### EXERCISE:
Whenever a line carries the word "username", pull it out of the entries.
▼
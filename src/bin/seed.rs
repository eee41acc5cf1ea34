//! Database bootstrap: conventional roles plus an initial admin account
//!
//! Usage: `seed [admin-username] [admin-email] [admin-password]`.
//! Idempotent — existing roles and an existing admin are left alone.

use academix::auth::password::hash_password;
use academix::domain::RoleKind;
use academix::storage::database::NewUser;
use academix::storage::Database;
use academix::{Config, Result};
use std::process::ExitCode;
use tracing::info;
use tracing_subscriber::EnvFilter;

const ROLE_NAMES: &[&str] = &["admin", "secretary", "de", "teacher", "student"];

#[tokio::main]
async fn main() -> ExitCode {
    dotenvy::dotenv().ok();
    tracing_subscriber::fmt()
        .with_env_filter(EnvFilter::try_from_default_env().unwrap_or_else(|_| "info".into()))
        .with_target(false)
        .init();

    match seed().await {
        Ok(()) => ExitCode::SUCCESS,
        Err(e) => {
            eprintln!("Seed error: {}", e);
            ExitCode::FAILURE
        }
    }
}

async fn seed() -> Result<()> {
    let config = Config::from_env()?;
    let db = Database::connect(&config.database).await?;
    db.migrate().await?;

    for name in ROLE_NAMES {
        if db.find_role_by_name(name).await?.is_none() {
            db.create_role(name).await?;
            info!("Created role: {}", name);
        }
    }

    let mut args = std::env::args().skip(1);
    let username = args.next().unwrap_or_else(|| "admin".to_string());
    let email = args.next().unwrap_or_else(|| "admin@academix.local".to_string());
    let password = args.next().unwrap_or_else(|| "change-me-now".to_string());

    if db.find_user_by_username(&username).await?.is_some() {
        info!("Admin account already exists: {}", username);
    } else {
        let admin_role = db
            .find_role_by_name(RoleKind::Admin.as_str())
            .await?
            .expect("admin role was just seeded");
        db.create_user(NewUser {
            username: username.clone(),
            email,
            password_hash: hash_password(&password)?,
            phone: None,
            photo_url: None,
            status: "active".to_string(),
            role_id: Some(admin_role.id),
        })
        .await?;
        info!("Created admin account: {}", username);
    }

    let users = db.count_users().await?;
    info!("Seed finished; {} user account(s) in store", users);
    Ok(())
}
▲
### RESULT OF THE TASK:
//! Usage: `seed [admin-username] [admin-email] [admin-password]`.
    let username = args.next().unwrap_or_else(|| "admin".to_string());
    if db.find_user_by_username(&username).await?.is_some() {
        info!("Admin account already exists: {}", username);
            username: username.clone(),
        info!("Created admin account: {}", username);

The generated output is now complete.